In the listing that follows, how many lines contain the string "documents"? Provide only the number.

== Segment start ==

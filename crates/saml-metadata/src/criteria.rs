//! Resolution criteria.
//!
//! A [`CriteriaSet`] is the typed bag of inputs driving a resolution call.
//! Each [`Criterion`] variant is one kind of input; a set holds at most one
//! criterion per kind, and inserting a second one of the same kind replaces
//! the first.

use std::sync::Arc;

use base64::Engine;

use crate::error::{MetadataError, MetadataResult};
use crate::types::{Endpoint, QName, RoleDescriptor, UsageType};

/// SAML 1.x artifact type code.
pub const SAML1_ARTIFACT_TYPE: u16 = 0x0001;

/// SAML 2.0 artifact type code.
pub const SAML2_ARTIFACT_TYPE: u16 = 0x0004;

const SOURCE_ID_LEN: usize = saml_crypto::SOURCE_ID_LEN;
const HANDLE_LEN: usize = 20;

/// A decoded SAML artifact, reduced to the parts metadata lookup needs.
#[derive(Debug, Clone, PartialEq, Eq)]
pub struct SamlArtifact {
    type_code: u16,
    endpoint_index: Option<u16>,
    source_id: [u8; SOURCE_ID_LEN],
}

impl SamlArtifact {
    /// Parses a base64 encoded SAML 1.x (type `0x0001`) or SAML 2.0
    /// (type `0x0004`) artifact.
    ///
    /// # Errors
    ///
    /// Returns [`MetadataError::InvalidCriteria`] if the text is not base64
    /// or not an artifact of a supported type.
    pub fn from_encoded(encoded: &str) -> MetadataResult<Self> {
        let bytes = base64::engine::general_purpose::STANDARD
            .decode(encoded.trim())
            .map_err(|e| MetadataError::InvalidCriteria(format!("artifact is not base64: {e}")))?;
        Self::from_bytes(&bytes)
    }

    /// Parses raw artifact bytes.
    ///
    /// # Errors
    ///
    /// Returns [`MetadataError::InvalidCriteria`] for unsupported types or
    /// lengths.
    pub fn from_bytes(bytes: &[u8]) -> MetadataResult<Self> {
        let type_code = match bytes {
            [hi, lo, ..] => u16::from_be_bytes([*hi, *lo]),
            _ => return Err(MetadataError::InvalidCriteria("artifact too short".to_string())),
        };

        let (endpoint_index, source_start) = match (type_code, bytes.len()) {
            (SAML1_ARTIFACT_TYPE, len) if len == 2 + SOURCE_ID_LEN + HANDLE_LEN => (None, 2),
            (SAML2_ARTIFACT_TYPE, len) if len == 4 + SOURCE_ID_LEN + HANDLE_LEN => {
                (Some(u16::from_be_bytes([bytes[2], bytes[3]])), 4)
            }
            (code, len) => {
                return Err(MetadataError::InvalidCriteria(format!(
                    "unsupported artifact type {code:#06x} of length {len}"
                )))
            }
        };

        let mut source_id = [0u8; SOURCE_ID_LEN];
        source_id.copy_from_slice(&bytes[source_start..source_start + SOURCE_ID_LEN]);

        Ok(Self {
            type_code,
            endpoint_index,
            source_id,
        })
    }

    /// Returns the artifact type code.
    #[must_use]
    pub const fn type_code(&self) -> u16 {
        self.type_code
    }

    /// Returns the endpoint index of a SAML 2.0 artifact.
    #[must_use]
    pub const fn endpoint_index(&self) -> Option<u16> {
        self.endpoint_index
    }

    /// Returns the issuer's SourceID.
    #[must_use]
    pub const fn source_id(&self) -> &[u8; SOURCE_ID_LEN] {
        &self.source_id
    }
}

/// One resolution input.
#[derive(Debug, Clone)]
pub enum Criterion {
    /// Entity ID of the peer.
    EntityId(String),
    /// Role type of the peer.
    EntityRole(QName),
    /// Protocol the peer's role must support.
    Protocol(String),
    /// Key usage sought.
    Usage(UsageType),
    /// Endpoint template.
    Endpoint(Arc<Endpoint>),
    /// A role descriptor already resolved by the caller.
    RoleDescriptor(Arc<RoleDescriptor>),
    /// The inbound request was signed.
    SignedRequest,
    /// Acceptable bindings in order of preference.
    Binding(Vec<String>),
    /// An artifact whose issuer is sought.
    Artifact(SamlArtifact),
}

/// Discriminant of a [`Criterion`].
#[derive(Debug, Clone, Copy, PartialEq, Eq, Hash)]
pub enum CriterionKind {
    /// [`Criterion::EntityId`].
    EntityId,
    /// [`Criterion::EntityRole`].
    EntityRole,
    /// [`Criterion::Protocol`].
    Protocol,
    /// [`Criterion::Usage`].
    Usage,
    /// [`Criterion::Endpoint`].
    Endpoint,
    /// [`Criterion::RoleDescriptor`].
    RoleDescriptor,
    /// [`Criterion::SignedRequest`].
    SignedRequest,
    /// [`Criterion::Binding`].
    Binding,
    /// [`Criterion::Artifact`].
    Artifact,
}

impl Criterion {
    /// Returns the kind of this criterion.
    #[must_use]
    pub const fn kind(&self) -> CriterionKind {
        match self {
            Self::EntityId(_) => CriterionKind::EntityId,
            Self::EntityRole(_) => CriterionKind::EntityRole,
            Self::Protocol(_) => CriterionKind::Protocol,
            Self::Usage(_) => CriterionKind::Usage,
            Self::Endpoint(_) => CriterionKind::Endpoint,
            Self::RoleDescriptor(_) => CriterionKind::RoleDescriptor,
            Self::SignedRequest => CriterionKind::SignedRequest,
            Self::Binding(_) => CriterionKind::Binding,
            Self::Artifact(_) => CriterionKind::Artifact,
        }
    }
}

/// An ordered set of criteria, at most one per kind.
#[derive(Debug, Clone, Default)]
pub struct CriteriaSet {
    criteria: Vec<Criterion>,
}

impl CriteriaSet {
    /// Creates an empty set.
    #[must_use]
    pub fn new() -> Self {
        Self::default()
    }

    /// Adds a criterion, replacing any criterion of the same kind in place.
    pub fn insert(&mut self, criterion: Criterion) {
        let kind = criterion.kind();
        match self.criteria.iter_mut().find(|c| c.kind() == kind) {
            Some(slot) => *slot = criterion,
            None => self.criteria.push(criterion),
        }
    }

    /// Adds a criterion.
    #[must_use]
    pub fn with(mut self, criterion: Criterion) -> Self {
        self.insert(criterion);
        self
    }

    /// Adds an entity ID criterion.
    #[must_use]
    pub fn with_entity_id(self, entity_id: impl Into<String>) -> Self {
        self.with(Criterion::EntityId(entity_id.into()))
    }

    /// Adds an entity role criterion.
    #[must_use]
    pub fn with_role(self, role: QName) -> Self {
        self.with(Criterion::EntityRole(role))
    }

    /// Adds a protocol criterion.
    #[must_use]
    pub fn with_protocol(self, protocol: impl Into<String>) -> Self {
        self.with(Criterion::Protocol(protocol.into()))
    }

    /// Adds a usage criterion.
    #[must_use]
    pub fn with_usage(self, usage: UsageType) -> Self {
        self.with(Criterion::Usage(usage))
    }

    /// Adds an endpoint template criterion.
    #[must_use]
    pub fn with_endpoint(self, endpoint: impl Into<Arc<Endpoint>>) -> Self {
        self.with(Criterion::Endpoint(endpoint.into()))
    }

    /// Adds a role descriptor criterion.
    #[must_use]
    pub fn with_role_descriptor(self, role: Arc<RoleDescriptor>) -> Self {
        self.with(Criterion::RoleDescriptor(role))
    }

    /// Marks the request as signed.
    #[must_use]
    pub fn with_signed_request(self) -> Self {
        self.with(Criterion::SignedRequest)
    }

    /// Adds a binding preference criterion.
    #[must_use]
    pub fn with_bindings<I, S>(self, bindings: I) -> Self
    where
        I: IntoIterator<Item = S>,
        S: Into<String>,
    {
        self.with(Criterion::Binding(
            bindings.into_iter().map(Into::into).collect(),
        ))
    }

    /// Adds an artifact criterion.
    #[must_use]
    pub fn with_artifact(self, artifact: SamlArtifact) -> Self {
        self.with(Criterion::Artifact(artifact))
    }

    /// Returns true if a criterion of `kind` is present.
    #[must_use]
    pub fn contains(&self, kind: CriterionKind) -> bool {
        self.criteria.iter().any(|c| c.kind() == kind)
    }

    /// Removes and returns the criterion of `kind`.
    pub fn remove(&mut self, kind: CriterionKind) -> Option<Criterion> {
        let pos = self.criteria.iter().position(|c| c.kind() == kind)?;
        Some(self.criteria.remove(pos))
    }

    /// Returns the criteria in insertion order.
    pub fn iter(&self) -> impl Iterator<Item = &Criterion> {
        self.criteria.iter()
    }

    /// Returns the number of criteria.
    #[must_use]
    pub fn len(&self) -> usize {
        self.criteria.len()
    }

    /// Returns true if the set is empty.
    #[must_use]
    pub fn is_empty(&self) -> bool {
        self.criteria.is_empty()
    }

    /// Returns the entity ID.
    #[must_use]
    pub fn entity_id(&self) -> Option<&str> {
        self.criteria.iter().find_map(|c| match c {
            Criterion::EntityId(id) => Some(id.as_str()),
            _ => None,
        })
    }

    /// Returns the entity role.
    #[must_use]
    pub fn entity_role(&self) -> Option<&QName> {
        self.criteria.iter().find_map(|c| match c {
            Criterion::EntityRole(role) => Some(role),
            _ => None,
        })
    }

    /// Returns the protocol.
    #[must_use]
    pub fn protocol(&self) -> Option<&str> {
        self.criteria.iter().find_map(|c| match c {
            Criterion::Protocol(p) => Some(p.as_str()),
            _ => None,
        })
    }

    /// Returns the usage.
    #[must_use]
    pub fn usage(&self) -> Option<UsageType> {
        self.criteria.iter().find_map(|c| match c {
            Criterion::Usage(u) => Some(*u),
            _ => None,
        })
    }

    /// Returns the endpoint template.
    #[must_use]
    pub fn endpoint(&self) -> Option<&Arc<Endpoint>> {
        self.criteria.iter().find_map(|c| match c {
            Criterion::Endpoint(e) => Some(e),
            _ => None,
        })
    }

    /// Returns the caller-supplied role descriptor.
    #[must_use]
    pub fn role_descriptor(&self) -> Option<&Arc<RoleDescriptor>> {
        self.criteria.iter().find_map(|c| match c {
            Criterion::RoleDescriptor(r) => Some(r),
            _ => None,
        })
    }

    /// Returns true if the request was signed.
    #[must_use]
    pub fn is_signed_request(&self) -> bool {
        self.contains(CriterionKind::SignedRequest)
    }

    /// Returns the acceptable bindings.
    #[must_use]
    pub fn bindings(&self) -> Option<&[String]> {
        self.criteria.iter().find_map(|c| match c {
            Criterion::Binding(b) => Some(b.as_slice()),
            _ => None,
        })
    }

    /// Returns the artifact.
    #[must_use]
    pub fn artifact(&self) -> Option<&SamlArtifact> {
        self.criteria.iter().find_map(|c| match c {
            Criterion::Artifact(a) => Some(a),
            _ => None,
        })
    }
}

impl FromIterator<Criterion> for CriteriaSet {
    fn from_iter<I: IntoIterator<Item = Criterion>>(iter: I) -> Self {
        let mut set = Self::new();
        for criterion in iter {
            set.insert(criterion);
        }
        set
    }
}
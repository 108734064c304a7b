//! Error types for cryptographic helpers.

use thiserror::Error;

/// Result type for cryptographic helpers.
pub type CryptoResult<T> = Result<T, CryptoError>;

/// Errors raised while decoding or parsing key material.
#[derive(Debug, Error)]
pub enum CryptoError {
    /// Base64 payload could not be decoded.
    #[error("base64 decode error: {0}")]
    Base64(String),

    /// X.509 certificate could not be parsed.
    #[error("invalid certificate: {0}")]
    Certificate(String),

    /// SubjectPublicKeyInfo could not be parsed.
    #[error("invalid public key: {0}")]
    PublicKey(String),

    /// Certificate revocation list could not be parsed.
    #[error("invalid CRL: {0}")]
    Crl(String),
}

impl From<base64::DecodeError> for CryptoError {
    fn from(err: base64::DecodeError) -> Self {
        Self::Base64(err.to_string())
    }
}
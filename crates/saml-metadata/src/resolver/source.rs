//! Where metadata comes from, and how bytes become documents.

use std::fmt;

use crate::error::MetadataResult;
use crate::types::MetadataDocument;

/// Outcome of a metadata fetch.
#[derive(Debug)]
pub enum RawMetadata {
    /// Serialized metadata to unmarshall.
    Bytes(Vec<u8>),
    /// A document the source built itself.
    Document(MetadataDocument),
    /// Nothing changed since the last fetch.
    Unchanged,
}

/// Delivers metadata to a resolver.
pub trait MetadataSource: Send + Sync + fmt::Debug {
    /// Fetches the current metadata.
    ///
    /// # Errors
    ///
    /// Returns [`MetadataError::Fetch`](crate::MetadataError::Fetch) if the
    /// metadata cannot be obtained.
    fn fetch(&self) -> MetadataResult<RawMetadata>;
}

/// Turns serialized metadata into an unpublished document.
pub trait MetadataUnmarshaller: Send + Sync + fmt::Debug {
    /// Unmarshalls `bytes`.
    ///
    /// # Errors
    ///
    /// Returns [`MetadataError::Unmarshalling`](crate::MetadataError::Unmarshalling)
    /// for input that is not metadata.
    fn unmarshall(&self, bytes: &[u8]) -> MetadataResult<MetadataDocument>;
}

/// Serves a fixed byte buffer on every fetch.
///
/// Resolvers detect that the bytes did not change.
#[derive(Debug)]
pub struct StaticMetadataSource {
    bytes: Vec<u8>,
}

impl StaticMetadataSource {
    /// Creates a source over `bytes`.
    #[must_use]
    pub fn new(bytes: impl Into<Vec<u8>>) -> Self {
        Self {
            bytes: bytes.into(),
        }
    }
}

impl MetadataSource for StaticMetadataSource {
    fn fetch(&self) -> MetadataResult<RawMetadata> {
        Ok(RawMetadata::Bytes(self.bytes.clone()))
    }
}

type FetchFn = Box<dyn Fn() -> MetadataResult<RawMetadata> + Send + Sync>;

/// A source backed by a closure.
pub struct FunctionMetadataSource {
    name: String,
    fetch: FetchFn,
}

impl FunctionMetadataSource {
    /// Creates a source that calls `fetch` on every fetch.
    pub fn new<F>(name: impl Into<String>, fetch: F) -> Self
    where
        F: Fn() -> MetadataResult<RawMetadata> + Send + Sync + 'static,
    {
        Self {
            name: name.into(),
            fetch: Box::new(fetch),
        }
    }
}

impl fmt::Debug for FunctionMetadataSource {
    fn fmt(&self, f: &mut fmt::Formatter<'_>) -> fmt::Result {
        f.debug_struct("FunctionMetadataSource")
            .field("name", &self.name)
            .finish_non_exhaustive()
    }
}

impl MetadataSource for FunctionMetadataSource {
    fn fetch(&self) -> MetadataResult<RawMetadata> {
        (self.fetch)()
    }
}

type UnmarshallFn = Box<dyn Fn(&[u8]) -> MetadataResult<MetadataDocument> + Send + Sync>;

/// An unmarshaller backed by a closure, for plugging in an XML binding.
pub struct FunctionMetadataUnmarshaller {
    name: String,
    unmarshall: UnmarshallFn,
}

impl FunctionMetadataUnmarshaller {
    /// Creates an unmarshaller around `unmarshall`.
    pub fn new<F>(name: impl Into<String>, unmarshall: F) -> Self
    where
        F: Fn(&[u8]) -> MetadataResult<MetadataDocument> + Send + Sync + 'static,
    {
        Self {
            name: name.into(),
            unmarshall: Box::new(unmarshall),
        }
    }
}

impl fmt::Debug for FunctionMetadataUnmarshaller {
    fn fmt(&self, f: &mut fmt::Formatter<'_>) -> fmt::Result {
        f.debug_struct("FunctionMetadataUnmarshaller")
            .field("name", &self.name)
            .finish_non_exhaustive()
    }
}

impl MetadataUnmarshaller for FunctionMetadataUnmarshaller {
    fn unmarshall(&self, bytes: &[u8]) -> MetadataResult<MetadataDocument> {
        (self.unmarshall)(bytes)
    }
}
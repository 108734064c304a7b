//! SAML metadata resolution.
//!
//! This crate answers the lookups a SAML deployment makes against peer
//! metadata:
//!
//! - **Entity resolution** - find entity descriptors by entity ID, or
//!   through secondary indexes keyed by role, endpoint location or SAML 1
//!   artifact source ID
//! - **Role resolution** - narrow an entity to roles of a given type and
//!   protocol
//! - **Endpoint selection** - pick the endpoint to use, honouring the
//!   `isDefault` rules for indexed endpoints
//! - **Credential resolution** - turn `KeyDescriptor`/`KeyInfo` content
//!   into usable public keys, cached per key descriptor
//!
//! # Architecture
//!
//! - [`types`] - Metadata object model, published as shared immutable
//!   graphs built from builders
//! - [`criteria`] - Typed lookup criteria
//! - [`index`] - Secondary index strategies and their stores
//! - [`resolver`] - Metadata resolvers with atomic store replacement
//! - [`role`] - Role descriptor resolution
//! - [`endpoint`] - Endpoint resolution
//! - [`security`] - Credential resolution
//! - [`config`] - TOML configuration
//! - [`error`] - Error types
//!
//! # Example
//!
//! ```rust,ignore
//! use saml_metadata::{BaseMetadataResolver, CriteriaSet, MetadataResolver};
//!
//! let resolver = BaseMetadataResolver::new("local");
//! resolver.initialize(|r| r.load_document(document))?;
//!
//! let entity = resolver.resolve_single(
//!     &CriteriaSet::new().with_entity_id("https://idp.example.org"),
//! )?;
//! ```
//!
//! Parsing metadata XML and verifying its signature are left to the
//! caller: documents enter through a [`MetadataUnmarshaller`].

#![forbid(unsafe_code)]
#![warn(missing_docs)]

pub mod config;
pub mod criteria;
pub mod endpoint;
pub mod error;
pub mod index;
pub mod memo;
pub mod resolver;
pub mod role;
pub mod security;
pub mod types;

pub use config::{IndexConfig, MetadataCredentialResolverConfig, MetadataResolverConfig};
pub use criteria::{CriteriaSet, Criterion, CriterionKind, SamlArtifact};
pub use endpoint::{DefaultEndpointResolver, EndpointResolver};
pub use error::{FilterError, MetadataError, MetadataResult};
pub use resolver::{
    BaseMetadataResolver, BatchMetadataResolver, ChainingMetadataResolver, MetadataResolver,
    MetadataUnmarshaller, RefreshableMetadataResolver,
};
pub use role::{BasicRoleDescriptorResolver, RoleDescriptorResolver};
pub use security::{
    match_usage, BasicKeyInfoCredentialResolver, Credential, CredentialResolver,
    MetadataCredentialResolver,
};
pub use types::*;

== Segment end ==

## RESPONSE FOR THIS EXERCISE
2